(RECORDS SUPPLIED)

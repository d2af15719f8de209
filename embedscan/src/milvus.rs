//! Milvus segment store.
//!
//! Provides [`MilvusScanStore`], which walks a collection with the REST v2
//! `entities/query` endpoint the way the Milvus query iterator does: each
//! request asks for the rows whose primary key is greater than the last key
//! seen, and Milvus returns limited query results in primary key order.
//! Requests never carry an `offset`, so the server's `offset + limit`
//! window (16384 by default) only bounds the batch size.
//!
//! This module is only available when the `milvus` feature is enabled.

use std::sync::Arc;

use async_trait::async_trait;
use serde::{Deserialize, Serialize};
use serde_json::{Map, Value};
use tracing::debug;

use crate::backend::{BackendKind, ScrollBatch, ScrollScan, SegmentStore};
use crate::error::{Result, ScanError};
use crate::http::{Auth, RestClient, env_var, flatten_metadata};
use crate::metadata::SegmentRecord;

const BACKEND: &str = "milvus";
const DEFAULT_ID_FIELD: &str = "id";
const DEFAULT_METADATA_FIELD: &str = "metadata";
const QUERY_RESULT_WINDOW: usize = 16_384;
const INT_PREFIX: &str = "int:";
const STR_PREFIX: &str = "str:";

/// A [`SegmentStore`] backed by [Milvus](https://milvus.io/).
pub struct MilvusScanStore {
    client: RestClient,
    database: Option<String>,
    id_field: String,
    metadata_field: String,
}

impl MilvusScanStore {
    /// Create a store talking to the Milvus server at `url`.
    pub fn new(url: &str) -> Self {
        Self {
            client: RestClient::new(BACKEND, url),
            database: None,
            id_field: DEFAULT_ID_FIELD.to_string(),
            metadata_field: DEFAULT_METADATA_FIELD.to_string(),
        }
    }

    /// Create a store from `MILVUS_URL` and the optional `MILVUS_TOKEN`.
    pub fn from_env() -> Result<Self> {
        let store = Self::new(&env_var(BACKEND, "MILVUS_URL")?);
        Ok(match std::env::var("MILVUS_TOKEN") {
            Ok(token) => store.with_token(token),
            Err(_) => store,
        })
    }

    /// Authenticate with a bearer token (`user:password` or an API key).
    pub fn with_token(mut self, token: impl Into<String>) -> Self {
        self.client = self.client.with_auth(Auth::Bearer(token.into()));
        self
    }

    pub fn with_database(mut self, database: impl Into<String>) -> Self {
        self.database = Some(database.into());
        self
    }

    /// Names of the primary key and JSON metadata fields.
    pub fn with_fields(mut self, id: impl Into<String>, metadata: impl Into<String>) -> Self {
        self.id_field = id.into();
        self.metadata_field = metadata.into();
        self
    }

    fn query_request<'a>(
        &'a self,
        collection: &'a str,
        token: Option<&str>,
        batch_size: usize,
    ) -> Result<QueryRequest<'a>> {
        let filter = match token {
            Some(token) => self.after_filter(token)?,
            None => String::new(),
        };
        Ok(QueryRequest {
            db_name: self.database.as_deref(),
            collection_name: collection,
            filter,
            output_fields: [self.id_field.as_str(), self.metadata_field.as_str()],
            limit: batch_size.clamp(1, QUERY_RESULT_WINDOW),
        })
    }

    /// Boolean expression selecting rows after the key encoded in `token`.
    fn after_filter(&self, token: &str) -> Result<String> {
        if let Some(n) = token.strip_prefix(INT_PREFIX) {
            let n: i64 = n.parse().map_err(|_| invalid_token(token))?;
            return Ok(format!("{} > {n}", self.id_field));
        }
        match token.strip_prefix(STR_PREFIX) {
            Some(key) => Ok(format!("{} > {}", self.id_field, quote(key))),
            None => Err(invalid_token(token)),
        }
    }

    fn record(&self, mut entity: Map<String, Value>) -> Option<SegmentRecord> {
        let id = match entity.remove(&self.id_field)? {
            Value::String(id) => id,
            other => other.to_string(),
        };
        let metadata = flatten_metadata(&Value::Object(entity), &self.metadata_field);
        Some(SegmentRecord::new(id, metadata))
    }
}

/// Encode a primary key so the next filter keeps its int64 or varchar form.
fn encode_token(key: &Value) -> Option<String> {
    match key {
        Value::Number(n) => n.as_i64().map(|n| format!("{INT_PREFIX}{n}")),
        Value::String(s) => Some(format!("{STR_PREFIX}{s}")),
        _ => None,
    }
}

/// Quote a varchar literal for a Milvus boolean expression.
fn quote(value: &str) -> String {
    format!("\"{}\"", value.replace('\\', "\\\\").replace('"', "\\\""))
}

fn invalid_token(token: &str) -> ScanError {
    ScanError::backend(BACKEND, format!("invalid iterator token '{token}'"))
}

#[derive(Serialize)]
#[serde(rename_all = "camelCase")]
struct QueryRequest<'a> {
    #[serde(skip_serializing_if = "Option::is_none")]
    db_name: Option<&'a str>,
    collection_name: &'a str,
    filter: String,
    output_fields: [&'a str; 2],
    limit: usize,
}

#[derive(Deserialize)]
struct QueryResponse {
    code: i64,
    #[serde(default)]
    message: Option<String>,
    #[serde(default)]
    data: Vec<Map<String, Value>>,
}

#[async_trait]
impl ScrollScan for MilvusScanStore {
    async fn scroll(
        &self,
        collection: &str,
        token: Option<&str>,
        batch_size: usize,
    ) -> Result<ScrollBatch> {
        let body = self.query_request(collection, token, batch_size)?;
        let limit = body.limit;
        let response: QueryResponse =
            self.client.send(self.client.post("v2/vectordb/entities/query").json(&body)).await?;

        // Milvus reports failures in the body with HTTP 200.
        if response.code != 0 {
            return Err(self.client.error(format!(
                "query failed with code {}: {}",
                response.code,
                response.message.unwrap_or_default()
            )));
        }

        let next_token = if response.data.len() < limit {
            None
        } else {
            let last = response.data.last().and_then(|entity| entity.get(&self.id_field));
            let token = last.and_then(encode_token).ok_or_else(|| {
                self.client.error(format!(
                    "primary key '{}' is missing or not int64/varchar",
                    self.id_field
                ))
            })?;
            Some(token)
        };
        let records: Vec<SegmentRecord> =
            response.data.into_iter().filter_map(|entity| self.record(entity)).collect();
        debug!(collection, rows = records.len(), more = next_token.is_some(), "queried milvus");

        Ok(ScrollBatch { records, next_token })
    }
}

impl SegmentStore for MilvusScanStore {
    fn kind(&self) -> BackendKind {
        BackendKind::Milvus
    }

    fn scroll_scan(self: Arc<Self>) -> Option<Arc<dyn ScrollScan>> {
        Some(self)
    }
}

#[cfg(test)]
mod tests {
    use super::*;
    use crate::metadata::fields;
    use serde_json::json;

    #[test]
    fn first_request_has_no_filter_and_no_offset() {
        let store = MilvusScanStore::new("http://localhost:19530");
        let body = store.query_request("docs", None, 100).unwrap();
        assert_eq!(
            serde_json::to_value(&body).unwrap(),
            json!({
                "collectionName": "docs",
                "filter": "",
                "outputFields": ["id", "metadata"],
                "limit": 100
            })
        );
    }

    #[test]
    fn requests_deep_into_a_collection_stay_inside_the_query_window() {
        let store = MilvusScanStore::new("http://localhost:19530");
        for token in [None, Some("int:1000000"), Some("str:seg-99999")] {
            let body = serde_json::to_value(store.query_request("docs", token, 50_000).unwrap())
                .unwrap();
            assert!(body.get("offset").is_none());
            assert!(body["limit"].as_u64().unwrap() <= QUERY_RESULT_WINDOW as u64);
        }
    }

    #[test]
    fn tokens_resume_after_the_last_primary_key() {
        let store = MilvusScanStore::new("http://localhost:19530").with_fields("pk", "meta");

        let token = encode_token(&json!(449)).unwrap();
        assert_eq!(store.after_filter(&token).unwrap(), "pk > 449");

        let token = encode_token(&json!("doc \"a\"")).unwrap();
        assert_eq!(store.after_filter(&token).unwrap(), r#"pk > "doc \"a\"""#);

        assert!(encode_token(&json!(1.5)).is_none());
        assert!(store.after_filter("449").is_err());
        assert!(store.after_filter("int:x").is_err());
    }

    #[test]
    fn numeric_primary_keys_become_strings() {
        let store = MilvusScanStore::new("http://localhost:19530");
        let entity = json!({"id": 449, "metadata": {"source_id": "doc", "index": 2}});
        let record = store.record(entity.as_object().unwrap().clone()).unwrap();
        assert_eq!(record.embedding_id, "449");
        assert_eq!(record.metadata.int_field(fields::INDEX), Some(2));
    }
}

(End RECORDS SUPPLIED)

PROBLEM DETAILS: Only the lines above that include the word "ScrollScan" belong in the answer; copy each one.

SOLUTION TO THE PROBLEM:
use crate::backend::{BackendKind, ScrollBatch, ScrollScan, SegmentStore};
impl ScrollScan for MilvusScanStore {
    fn scroll_scan(self: Arc<Self>) -> Option<Arc<dyn ScrollScan>> {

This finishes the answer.